** Your task **
Work out how many lines in the records include the word "apply", then answer with nothing but that number.

Stored items:
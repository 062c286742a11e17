// Motor control module for the sumo bot's differential drive
//
// Provides:
// - The actuator interface the decoder output is applied through
// - TB6612FNG dual H-bridge implementation over embedded-hal pins
// - Serial pin bridge to the driver board
// - In-memory fakes for tests and simulation

pub mod bridge;
pub mod mock;
pub mod tb6612;

use serde::{Deserialize, Serialize};

pub use bridge::{BridgeError, BridgePin, BridgePwm, PinBridge};
pub use mock::{MockPin, MockPwm};
pub use tb6612::{DriverError, DriverPins, Tb6612};

/// Which motor a command is for
#[derive(Debug, Clone, Copy, PartialEq, Eq, Hash, Serialize, Deserialize)]
#[serde(rename_all = "snake_case")]
pub enum MotorId {
    Left,
    Right,
    /// Applies to both channels. Only meaningful for disable-all: direction
    /// outputs all low, duty zero.
    Both,
}

#[derive(Debug, Clone, Copy, PartialEq, Eq, Hash, Serialize, Deserialize)]
#[serde(rename_all = "snake_case")]
pub enum Direction {
    Forward,
    Reverse,
}

/// Upper bound of a speed percentage
pub const FULL_SPEED: u8 = 100;

/// Fire-and-forget interface to the two drive motors.
///
/// Implementations never report failures to the caller; whatever goes wrong
/// at the hardware is at most logged.
pub trait MotorActuator {
    /// Assert or release the shared standby line
    fn enable(&mut self, on: bool);

    /// Set the direction outputs of `motor`
    fn set_direction(&mut self, motor: MotorId, direction: Direction);

    /// Set the duty of `motor` from a percentage in 0..=100
    fn set_speed(&mut self, motor: MotorId, speed: u8);
}

/// Map a speed percentage onto 0..=max_duty. Integer division truncates, so
/// 50% of 255 is 127. Percentages above 100 are clamped.
pub fn speed_to_duty(speed: u8, max_duty: u16) -> u16 {
    let speed = speed.min(FULL_SPEED) as u32;
    (speed * max_duty as u32 / FULL_SPEED as u32) as u16
}
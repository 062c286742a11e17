// Motor test: step-by-step bench test of every drive the remote can produce
//
// Usage: cargo run --example motor_test -- [port]
// Example: cargo run --example motor_test -- /dev/ttyACM0
//
// Safety features:
// - Explicit confirmation before any writes
// - Starts with zero duty
// - Short bursts with a stop in between
// - Easy abort with Ctrl+C

use rc_sumo_runtime::config::{PinMap, BRIDGE_BAUDRATE, BRIDGE_PORT, MAX_DUTY};
use rc_sumo_runtime::control::decode;
use rc_sumo_runtime::motor::{Direction, MotorActuator, MotorId, PinBridge, Tb6612};
use std::io::{self, Write};
use std::thread::sleep;
use std::time::Duration;

fn confirm(prompt: &str) -> bool {
    print!("{} [y/N]: ", prompt);
    io::stdout().flush().unwrap();
    let mut input = String::new();
    io::stdin().read_line(&mut input).unwrap();
    input.trim().eq_ignore_ascii_case("y")
}

fn main() -> Result<(), Box<dyn std::error::Error>> {
    // Setup logging
    tracing_subscriber::fmt()
        .with_env_filter(
            tracing_subscriber::EnvFilter::from_default_env()
                .add_directive("info".parse().unwrap()),
        )
        .init();

    // Get port from args or use default
    let port = std::env::args()
        .nth(1)
        .unwrap_or_else(|| BRIDGE_PORT.to_string());

    println!("RC Sumo motor test (WITH WRITES)");
    println!("  This tool WILL drive the motors!");
    println!("  Make sure the wheels are OFF THE GROUND before proceeding!");
    println!();
    println!("Serial port: {}", port);
    println!();

    if !confirm("Are the robot's wheels OFF THE GROUND (robot elevated/on blocks)?") {
        println!("Please elevate the robot so wheels can spin freely without moving the robot.");
        return Ok(());
    }

    // ========== STEP 1: Bring up the driver ==========
    println!("Step 1: Opening pin bridge and initializing the driver...");
    let pins = PinBridge::open(&port, BRIDGE_BAUDRATE)?.into_driver_pins(&PinMap::XENON, MAX_DUTY)?;
    let mut motors = Tb6612::new(pins);
    motors.initialize()?;
    println!("  ✓ All pins low, standby released");
    println!();

    // ========== STEP 2: Drive sequence ==========
    println!("Step 2: Drive sequence");
    println!("  Duration: 0.3 seconds per drive");
    println!("  Press Ctrl+C at any time to abort!");
    println!();

    if !confirm("Proceed with motion test?") {
        return Ok(());
    }

    let test_duration = Duration::from_millis(300);
    let pause_duration = Duration::from_millis(500);

    // Control words, button domain
    let tests = [
        ("Forward", 0x01),
        ("Reverse", 0x02),
        ("Pivot left", 0x04),
        ("Pivot right", 0x08),
        ("Forward + Left", 0x05),
        ("Forward + Right", 0x09),
        ("Reverse + Left", 0x06),
        ("Reverse + Right", 0x0A),
    ];

    for (name, word) in tests {
        println!("  Testing: {}...", name);

        let drive = decode(word);
        println!(
            "    left={:?} @ {}%, right={:?} @ {}%",
            drive.left.direction, drive.left.speed, drive.right.direction, drive.right.speed
        );

        drive.apply(&mut motors);
        sleep(test_duration);

        // Stop between tests
        decode(0).apply(&mut motors);
        sleep(pause_duration);
    }

    // ========== FINAL: Stop and cleanup ==========
    println!();
    println!("Step 3: Stopping motors...");
    motors.set_speed(MotorId::Both, 0);
    motors.set_direction(MotorId::Both, Direction::Forward);
    motors.enable(false);
    println!("  ✓ Motors stopped, driver in standby");

    println!();
    println!("If the wheels moved as expected, the motor control is working correctly.");
    println!("You can now try the full runtime with: cargo run");

    Ok(())
}
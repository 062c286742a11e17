use clap::Parser;
use tracing::info;
use tracing_subscriber::EnvFilter;

use rc_sumo_runtime::config::{Args, RuntimeConfig};
use rc_sumo_runtime::motor::{DriverPins, PinBridge, Tb6612};
use rc_sumo_runtime::runtime;

#[tokio::main]
async fn main() {
    // Setup logging (set RUST_LOG=info or debug)
    tracing_subscriber::fmt()
        .with_env_filter(EnvFilter::from_default_env().add_directive("info".parse().unwrap()))
        .init(); // installs the subscriber globally

    let config = RuntimeConfig::from(Args::parse());

    if let Err(e) = start(config).await {
        eprintln!("Runtime error: {}", e);
        std::process::exit(1);
    }
}

async fn start(config: RuntimeConfig) -> Result<(), Box<dyn std::error::Error + Send + Sync>> {
    if config.sim {
        info!("Simulation mode, pin writes stay in memory");
        let mut motors = Tb6612::new(DriverPins::simulated(&config.pins, config.max_duty));
        motors.initialize()?;
        runtime::run(&config, motors).await
    } else {
        info!("Opening pin bridge on {}", config.port);
        let pins = PinBridge::open(&config.port, config.baudrate)?
            .into_driver_pins(&config.pins, config.max_duty)?;
        let mut motors = Tb6612::new(pins);
        motors.initialize()?;
        runtime::run(&config, motors).await
    }
}
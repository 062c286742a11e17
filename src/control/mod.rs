// Remote-control decoding
//
// Turns the raw control word from the remote into a per-motor drive intent.

mod decoder;

pub use decoder::{decode, ControlWord, Drive, Match, MotorDrive, Rule, CRUISE_SPEED, RULES, TURN_SPEED};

** Output **
2